### Task goal
From the data, return each line holding the word "field".

### Data excerpts
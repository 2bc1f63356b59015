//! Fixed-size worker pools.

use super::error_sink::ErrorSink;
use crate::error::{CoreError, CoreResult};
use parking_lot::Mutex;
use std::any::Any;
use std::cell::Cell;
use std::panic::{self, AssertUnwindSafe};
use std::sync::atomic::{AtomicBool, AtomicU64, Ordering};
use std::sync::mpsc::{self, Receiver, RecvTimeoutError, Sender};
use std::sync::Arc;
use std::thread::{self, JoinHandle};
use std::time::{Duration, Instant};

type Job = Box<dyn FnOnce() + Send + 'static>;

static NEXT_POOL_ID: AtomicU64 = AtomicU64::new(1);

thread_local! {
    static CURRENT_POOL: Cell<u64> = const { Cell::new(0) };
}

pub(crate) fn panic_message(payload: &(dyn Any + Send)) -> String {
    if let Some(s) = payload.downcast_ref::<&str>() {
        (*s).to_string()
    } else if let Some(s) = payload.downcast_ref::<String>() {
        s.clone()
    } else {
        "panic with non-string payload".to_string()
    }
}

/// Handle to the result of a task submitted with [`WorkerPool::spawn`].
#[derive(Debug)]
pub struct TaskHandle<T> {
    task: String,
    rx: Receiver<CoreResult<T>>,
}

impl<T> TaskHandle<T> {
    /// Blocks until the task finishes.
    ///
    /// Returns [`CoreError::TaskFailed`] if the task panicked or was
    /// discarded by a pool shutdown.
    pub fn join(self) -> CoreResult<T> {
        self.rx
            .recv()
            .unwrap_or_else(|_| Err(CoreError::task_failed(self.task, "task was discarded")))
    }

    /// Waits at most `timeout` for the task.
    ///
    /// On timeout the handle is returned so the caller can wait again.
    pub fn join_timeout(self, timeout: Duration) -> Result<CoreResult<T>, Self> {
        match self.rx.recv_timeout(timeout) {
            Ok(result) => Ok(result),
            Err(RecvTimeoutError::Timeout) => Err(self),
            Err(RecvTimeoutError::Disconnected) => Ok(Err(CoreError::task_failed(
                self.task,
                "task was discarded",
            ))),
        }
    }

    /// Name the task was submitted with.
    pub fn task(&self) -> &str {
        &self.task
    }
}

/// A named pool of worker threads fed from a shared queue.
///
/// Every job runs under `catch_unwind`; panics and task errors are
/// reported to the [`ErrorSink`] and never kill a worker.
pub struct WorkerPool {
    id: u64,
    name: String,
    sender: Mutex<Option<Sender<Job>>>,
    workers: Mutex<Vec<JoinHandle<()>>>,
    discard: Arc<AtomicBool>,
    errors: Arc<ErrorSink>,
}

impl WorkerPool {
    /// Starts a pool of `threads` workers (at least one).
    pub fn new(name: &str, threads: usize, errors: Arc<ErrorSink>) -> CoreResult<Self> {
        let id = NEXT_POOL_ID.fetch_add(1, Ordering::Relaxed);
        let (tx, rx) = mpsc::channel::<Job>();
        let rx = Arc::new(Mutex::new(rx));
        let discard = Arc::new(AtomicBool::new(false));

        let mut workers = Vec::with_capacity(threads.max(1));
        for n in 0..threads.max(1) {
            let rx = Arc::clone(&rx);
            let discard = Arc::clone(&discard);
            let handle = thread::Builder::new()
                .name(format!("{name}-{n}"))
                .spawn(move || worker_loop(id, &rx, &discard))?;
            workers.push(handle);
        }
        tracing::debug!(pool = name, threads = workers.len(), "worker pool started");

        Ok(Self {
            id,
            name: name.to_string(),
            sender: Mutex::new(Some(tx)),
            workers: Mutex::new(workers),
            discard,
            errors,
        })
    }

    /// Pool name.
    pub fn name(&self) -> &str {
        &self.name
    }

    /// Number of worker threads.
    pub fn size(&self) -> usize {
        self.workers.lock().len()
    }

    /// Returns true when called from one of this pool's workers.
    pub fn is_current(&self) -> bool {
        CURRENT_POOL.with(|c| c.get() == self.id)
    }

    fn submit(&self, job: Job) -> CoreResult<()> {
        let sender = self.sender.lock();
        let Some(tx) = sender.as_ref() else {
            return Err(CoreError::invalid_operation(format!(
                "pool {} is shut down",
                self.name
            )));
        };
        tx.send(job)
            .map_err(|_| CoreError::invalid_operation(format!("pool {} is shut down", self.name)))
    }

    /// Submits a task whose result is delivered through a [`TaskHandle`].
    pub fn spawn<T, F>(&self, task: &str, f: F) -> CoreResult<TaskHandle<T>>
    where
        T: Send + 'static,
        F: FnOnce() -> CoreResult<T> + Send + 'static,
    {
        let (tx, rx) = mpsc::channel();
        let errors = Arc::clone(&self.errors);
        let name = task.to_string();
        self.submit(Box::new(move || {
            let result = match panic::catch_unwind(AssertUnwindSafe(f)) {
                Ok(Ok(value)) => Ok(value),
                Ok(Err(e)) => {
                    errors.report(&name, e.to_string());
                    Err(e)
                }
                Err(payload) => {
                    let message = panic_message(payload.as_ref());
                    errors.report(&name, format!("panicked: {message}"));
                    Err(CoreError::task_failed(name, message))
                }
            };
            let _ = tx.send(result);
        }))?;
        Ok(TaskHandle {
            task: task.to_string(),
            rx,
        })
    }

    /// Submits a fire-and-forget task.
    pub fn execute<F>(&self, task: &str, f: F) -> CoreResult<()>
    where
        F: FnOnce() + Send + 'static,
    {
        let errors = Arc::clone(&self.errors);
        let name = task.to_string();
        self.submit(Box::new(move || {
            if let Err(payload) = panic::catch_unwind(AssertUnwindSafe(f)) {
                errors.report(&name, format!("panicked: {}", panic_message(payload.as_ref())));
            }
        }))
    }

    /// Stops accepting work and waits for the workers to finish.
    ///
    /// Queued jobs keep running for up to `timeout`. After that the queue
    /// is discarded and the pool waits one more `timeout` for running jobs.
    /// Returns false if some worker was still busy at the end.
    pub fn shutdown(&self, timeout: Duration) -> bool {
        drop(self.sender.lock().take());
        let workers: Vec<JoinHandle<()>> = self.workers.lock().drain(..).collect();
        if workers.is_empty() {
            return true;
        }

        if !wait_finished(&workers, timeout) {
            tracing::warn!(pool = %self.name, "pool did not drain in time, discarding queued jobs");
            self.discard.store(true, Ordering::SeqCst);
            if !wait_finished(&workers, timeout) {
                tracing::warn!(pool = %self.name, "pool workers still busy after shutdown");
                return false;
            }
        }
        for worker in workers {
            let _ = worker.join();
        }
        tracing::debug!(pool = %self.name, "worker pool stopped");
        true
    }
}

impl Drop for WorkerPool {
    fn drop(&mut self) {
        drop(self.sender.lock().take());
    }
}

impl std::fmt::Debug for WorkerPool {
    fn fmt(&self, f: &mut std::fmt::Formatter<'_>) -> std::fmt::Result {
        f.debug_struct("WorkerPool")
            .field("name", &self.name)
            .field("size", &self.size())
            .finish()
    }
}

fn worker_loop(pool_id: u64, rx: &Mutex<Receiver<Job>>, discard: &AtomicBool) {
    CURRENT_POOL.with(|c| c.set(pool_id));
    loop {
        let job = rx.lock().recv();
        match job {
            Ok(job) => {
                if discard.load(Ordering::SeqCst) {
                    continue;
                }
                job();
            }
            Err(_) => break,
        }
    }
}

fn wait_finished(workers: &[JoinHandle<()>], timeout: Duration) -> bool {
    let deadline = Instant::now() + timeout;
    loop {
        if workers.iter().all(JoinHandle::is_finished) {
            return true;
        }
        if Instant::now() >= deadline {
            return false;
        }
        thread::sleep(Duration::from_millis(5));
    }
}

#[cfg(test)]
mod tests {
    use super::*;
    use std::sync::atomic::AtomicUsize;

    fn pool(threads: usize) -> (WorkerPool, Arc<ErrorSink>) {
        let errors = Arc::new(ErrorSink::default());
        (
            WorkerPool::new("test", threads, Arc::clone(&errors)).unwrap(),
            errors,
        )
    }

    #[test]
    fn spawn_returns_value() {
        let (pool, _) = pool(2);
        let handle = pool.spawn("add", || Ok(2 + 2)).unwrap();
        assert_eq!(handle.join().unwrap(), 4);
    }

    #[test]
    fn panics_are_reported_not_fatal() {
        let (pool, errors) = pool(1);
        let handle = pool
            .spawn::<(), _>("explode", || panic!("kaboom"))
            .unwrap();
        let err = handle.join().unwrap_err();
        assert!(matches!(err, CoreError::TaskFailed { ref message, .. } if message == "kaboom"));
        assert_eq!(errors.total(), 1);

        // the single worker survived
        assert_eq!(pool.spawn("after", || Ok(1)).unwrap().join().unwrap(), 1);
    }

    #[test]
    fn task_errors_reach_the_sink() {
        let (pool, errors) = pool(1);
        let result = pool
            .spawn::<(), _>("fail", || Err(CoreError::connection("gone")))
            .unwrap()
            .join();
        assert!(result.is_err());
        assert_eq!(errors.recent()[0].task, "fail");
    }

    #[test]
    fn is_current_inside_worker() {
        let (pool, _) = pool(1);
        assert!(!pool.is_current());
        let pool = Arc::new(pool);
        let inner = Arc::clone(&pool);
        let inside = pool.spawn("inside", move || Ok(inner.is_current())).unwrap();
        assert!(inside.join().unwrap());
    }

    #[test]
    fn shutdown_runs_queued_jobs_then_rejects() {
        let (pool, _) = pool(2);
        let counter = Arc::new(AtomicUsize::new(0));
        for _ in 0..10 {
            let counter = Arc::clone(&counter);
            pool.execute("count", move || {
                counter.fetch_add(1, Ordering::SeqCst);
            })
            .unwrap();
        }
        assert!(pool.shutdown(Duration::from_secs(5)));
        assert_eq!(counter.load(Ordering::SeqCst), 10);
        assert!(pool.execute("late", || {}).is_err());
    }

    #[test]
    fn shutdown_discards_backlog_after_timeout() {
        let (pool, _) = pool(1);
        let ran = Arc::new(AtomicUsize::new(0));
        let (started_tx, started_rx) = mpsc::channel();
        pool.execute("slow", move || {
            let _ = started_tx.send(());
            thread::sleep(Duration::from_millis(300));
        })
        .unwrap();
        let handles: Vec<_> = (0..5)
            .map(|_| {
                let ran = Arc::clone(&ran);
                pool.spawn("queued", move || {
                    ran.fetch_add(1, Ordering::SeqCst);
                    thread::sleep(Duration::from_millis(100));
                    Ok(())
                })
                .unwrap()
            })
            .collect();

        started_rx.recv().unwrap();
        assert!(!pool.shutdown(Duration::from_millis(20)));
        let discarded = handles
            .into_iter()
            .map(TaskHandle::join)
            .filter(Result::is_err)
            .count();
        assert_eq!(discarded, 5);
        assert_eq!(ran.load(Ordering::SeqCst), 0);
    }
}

### Solution to this task
            .field("name", &self.name)
            .field("size", &self.size())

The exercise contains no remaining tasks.